Allerta pensioni Ottobre 2023: ecco chi prende meno soldi

Le pensioni non sembrano mai “troppo alte” e soprattutto spesso non equilibrate in relazione al costo della vita che “corre” in direzioni spesso insostenibili, sia facendo ricorso a quelle di tipo contributivo ma anche a quelle sociali e legate al welfare di assistenza. Anche per il mese di ottobre 2023 saranno previste diverse novità inerenti ad ambiti molto diversificati, del resto le pensioni in una nazione come l’Italia costituiscono un ambito che ogni forma di governo deve attualizzare anche con delle novità.

Non tutte le pensioni infatti sono uguali come non tutti i detentori di un trattamento di questo tipo hanno diritto ai medesimi importi.

Chi prende “meno soldi” e chi invece rientra in alcune regolamentazioni e ne prende sicuramente di più?

Allerta pensioni Ottobre 2023: ecco chi prende meno soldi

pensioni Ottobre 2023: ecco chi prende meno soldi

L’esecutivo ha la possibilità di modificare via via i vari aspetti pensionistici, agendo ad esempio sul concetto di perequazione, una forma di “riequilibratura” degli importi in relazione al costo della vita , che in questa specifica fase “tende a salire”. E’ anche un modo per favorire le fasce più in difficoltà di popolazione.

Ottobre è un mese spesso complesso, con poche novità per i pensionati, però sono comunque presenti delle peculiari forme di cambiamento: ad esempio in relazione alle pensioni minime, che a inizio 2023 è stato portato a 563,74 euro, ma che in questa mensilità presenta degli aumenti in percentuale diversi a seconda del tipo di condizione anagrafica del pensionato.

Infatti chi ha fino a 75 anni compiuti percepisce in questo mese un incremento dell’1,5 % che corrisponde circa a 8,48 euro di incremento, per cui l’importo minimo sale a 572,20 euro.

Condizione che aumenta sensibilmente per i pensionati che hanno diritto al trattamento minimo che risultano avere 75 anni compiuti o più, in questo caso è previsto un incremento del 6,4 % quindi strutturando il tutto su cifre “comprensibili” l’aumento è di 36,08 euro, raggiungendo i 599,82 euro per questa categoria.
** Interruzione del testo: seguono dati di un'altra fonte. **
//! Comment attachment.
//!
//! Comment groups are attached to nodes with the same heuristics as Go's
//! `ast.NewCommentMap`: a group belongs to the preceding node (or node
//! group) when it starts on the line that node ends on, or on the next line
//! with a blank line before the following node; otherwise it belongs to the
//! following node.

use std::collections::HashMap;

use tracing::trace;

use crate::program::Program;
use crate::syntax::{Category, CommentGroup, FileId, NodeId, SyntaxKind};

/// Answers "which comments document this node" for one file.
pub struct CommentScanner<'p> {
    program: &'p Program,
    file: FileId,
    /// Node → indices into the file's comment groups.
    attached: HashMap<NodeId, Vec<usize>>,
    directive_prefixes: Vec<String>,
}

impl<'p> CommentScanner<'p> {
    /// Build the comment map of a file.
    pub fn new(program: &'p Program, file: FileId) -> Self {
        let attached = attach(program, file);
        trace!(
            file = %program.file(file).path,
            nodes = attached.len(),
            "comment map built"
        );
        Self {
            program,
            file,
            attached,
            directive_prefixes: program.config().directive_prefixes(),
        }
    }

    /// Scanner for the file containing `node`.
    pub fn for_node(program: &'p Program, node: NodeId) -> Self {
        Self::new(program, program.file_of(node).id)
    }

    /// Replace the directive prefixes filtered out of rendered text.
    pub fn with_directive_prefixes(mut self, prefixes: Vec<String>) -> Self {
        self.directive_prefixes = prefixes;
        self
    }

    /// Comment groups documenting a node, in source order.
    ///
    /// - files, declarations, fields and statements use their own comments;
    /// - a spec without comments of its own uses its declaration's;
    /// - any other node uses its innermost enclosing declaration, spec,
    ///   field or statement.
    pub fn comment_groups_of(&self, node: NodeId) -> Vec<&'p CommentGroup> {
        if self.program.node(node).file != self.file {
            return Vec::new();
        }

        let indices = match self.program.kind(node).category() {
            Category::File | Category::Declaration | Category::Field | Category::Statement => {
                self.own(node).to_vec()
            }
            Category::Specifier => {
                let own = self.own(node);
                if own.is_empty() {
                    match self.grouping_declaration(node) {
                        Some(decl) => self.own(decl).to_vec(),
                        None => Vec::new(),
                    }
                } else {
                    own.to_vec()
                }
            }
            _ => match self.commentable_ancestor(node) {
                Some(ancestor) => return self.comment_groups_of(ancestor),
                None => Vec::new(),
            },
        };

        let groups = &self.program.file(self.file).comments;
        let mut result: Vec<&'p CommentGroup> = indices.iter().map(|i| &groups[*i]).collect();
        result.sort_by_key(|g| g.span.start);
        result
    }

    /// Rendered comment text of a node; empty when nothing is attached.
    pub fn comments_of(&self, node: NodeId) -> String {
        render_comment_groups(&self.comment_groups_of(node), &self.directive_prefixes)
    }

    fn own(&self, node: NodeId) -> &[usize] {
        self.attached.get(&node).map(Vec::as_slice).unwrap_or(&[])
    }

    fn grouping_declaration(&self, spec: NodeId) -> Option<NodeId> {
        self.program
            .ancestors(spec)
            .find(|a| self.program.kind(*a).category() == Category::Declaration)
    }

    fn commentable_ancestor(&self, node: NodeId) -> Option<NodeId> {
        self.program.ancestors(node).find(|a| {
            let kind = self.program.kind(*a);
            kind.is_commentable() && kind != SyntaxKind::SourceFile
        })
    }
}

/// Join comment groups into one text.
///
/// Every line is prefixed with a newline, each group ends with an empty
/// line, lines starting with one of `directive_prefixes` are dropped and the
/// result is trimmed.
pub fn render_comment_groups(groups: &[&CommentGroup], directive_prefixes: &[String]) -> String {
    let mut text = String::new();
    for group in groups {
        for line in group.text().split('\n') {
            if directive_prefixes.iter().any(|p| line.starts_with(p.as_str())) {
                continue;
            }
            text.push('\n');
            text.push_str(line);
        }
    }
    text.trim().to_string()
}

fn attach(program: &Program, file: FileId) -> HashMap<NodeId, Vec<usize>> {
    let source_file = program.file(file);
    let groups = &source_file.comments;
    let mut attached: HashMap<NodeId, Vec<usize>> = HashMap::new();
    if groups.is_empty() {
        return attached;
    }

    let syntax = program.syntax();
    let mut next = 0;
    let mut stack: Vec<NodeId> = Vec::new();
    let mut previous: Option<NodeId> = None;
    let mut previous_group: Option<NodeId> = None;

    // A trailing `None` flushes the comments after the last node.
    let nodes = syntax.subtree(source_file.root).map(Some).chain(std::iter::once(None));
    for current in nodes {
        let (offset, line) = match current {
            Some(node) => {
                let span = syntax.span(node);
                (span.start, span.start_line)
            }
            None => (usize::MAX, usize::MAX),
        };

        while next < groups.len() && groups[next].span.end <= offset {
            let group = &groups[next];
            if let Some(top) = pop_ended(program, &mut stack, group.span.start) {
                previous_group = Some(top);
            }

            let start_line = group.span.start_line;
            let blank_before_current = group.span.end_line + 1 < line;
            let follows = |node: NodeId| {
                let end_line = syntax.span(node).end_line;
                end_line == start_line || (end_line + 1 == start_line && blank_before_current)
            };

            let owner = match (previous_group, previous) {
                (Some(g), _) if follows(g) => Some(g),
                (_, Some(p)) if follows(p) || current.is_none() => Some(p),
                _ => current,
            };
            attached
                .entry(owner.unwrap_or(source_file.root))
                .or_default()
                .push(next);
            next += 1;
        }

        let Some(node) = current else { break };
        if next >= groups.len() {
            break;
        }
        previous = Some(node);
        if syntax.kind(node).is_commentable() {
            pop_ended(program, &mut stack, syntax.span(node).start);
            stack.push(node);
        }
    }
    attached
}

/// Pop the node groups ending at or before `offset`; returns the outermost
/// popped one.
fn pop_ended(program: &Program, stack: &mut Vec<NodeId>, offset: usize) -> Option<NodeId> {
    let mut top = None;
    while let Some(last) = stack.last() {
        if program.span(*last).end > offset {
            break;
        }
        top = stack.pop();
    }
    top
}

#[cfg(test)]
mod tests {
    use super::*;
    use crate::program::ProgramBuilder;

    fn program(source: &str) -> Program {
        ProgramBuilder::new()
            .package("example.com/p", [("p.go", source)])
            .build()
            .unwrap()
    }

    fn ident(p: &Program, name: &str) -> NodeId {
        let id = p
            .func(name)
            .or_else(|| p.type_name(name))
            .or_else(|| p.const_(name))
            .or_else(|| p.var(name))
            .unwrap();
        p.object(id).ident.unwrap()
    }

    #[test]
    fn test_leading_comment_documents_declaration() {
        let p = program("package p\n\n// Run starts it.\nfunc Run() {}\n");

        assert_eq!(p.comments_of(ident(&p, "Run")), "Run starts it.");
    }

    #[test]
    fn test_spec_falls_back_to_declaration() {
        let p = program("package p\n\n// counters\nvar hits = 0\n");

        assert_eq!(p.comments_of(ident(&p, "hits")), "counters");
    }

    #[test]
    fn test_trailing_comment_joins_leading_one() {
        let p = program("package p\n\nconst (\n\t// first\n\tA = 1 // one\n\t// second\n\tB = 2\n)\n");

        assert_eq!(p.comments_of(ident(&p, "A")), "first\n\none");
        assert_eq!(p.comments_of(ident(&p, "B")), "second");
    }

    #[test]
    fn test_directive_lines_are_dropped() {
        let p = program("package p\n\n//go:generate stringer\n// go:generate spaced\n// Kind names things.\ntype Kind int\n");

        assert_eq!(p.comments_of(ident(&p, "Kind")), "Kind names things.");
    }

    #[test]
    fn test_custom_directive_prefixes() {
        let p = program("package p\n\n// lint:ignore all\n// T is a type.\ntype T int\n");
        let node = ident(&p, "T");

        let scanner = CommentScanner::for_node(&p, node).with_directive_prefixes(vec!["lint:".into()]);
        assert_eq!(scanner.comments_of(node), "T is a type.");
    }

    #[test]
    fn test_detached_comment_is_not_attached_to_next_declaration() {
        let p = program("package p\n\nfunc A() {} // about A\n\nfunc B() {}\n");

        assert_eq!(p.comments_of(ident(&p, "A")), "about A");
        assert_eq!(p.comments_of(ident(&p, "B")), "");
    }

    #[test]
    fn test_statement_comments() {
        let p = program("package p\n\nfunc f() int {\n\t// the answer\n\tx := 42\n\treturn x\n}\n");
        let x = p.var("x").unwrap();
        let node = p.object(x).ident.unwrap();

        assert_eq!(p.comments_of(node), "the answer");
    }

    #[test]
    fn test_uncommented_file() {
        let p = program("package p\n\nfunc f() {}\n");

        assert_eq!(p.comments_of(ident(&p, "f")), "");
    }

    #[test]
    fn test_render_groups() {
        let p = program("package p\n\n// a\n// b\n\n// c\nvar v int\n");
        let groups: Vec<&CommentGroup> = p.files()[0].comments.iter().collect();

        assert_eq!(render_comment_groups(&groups, &[]), "a\nb\n\nc");
    }
}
Chi non ha ricevuto ancora i conguagli relativi al rimborso o trattenuta da modello 730/2023, per molti già disponibile nel corso delle mensilità precedenti, potrà riceverlo direttamente in associazione all’importo pensionistico di ottobre: per comprenderne la natura e le tempistiche nonchè l’importo preciso è fortemente consigliabile rivolgersi allo sportello Postale ma anche ad un qualsiasi Caf / Patronato adibito alla funzione, che permette di consultare il tipico cedolino, disponibile anche attraverso il portale dell’INPS specificatamente concepito per questa funzione, per tutti i pensionati che sono in possesso di credenziali legate all’identità digitale.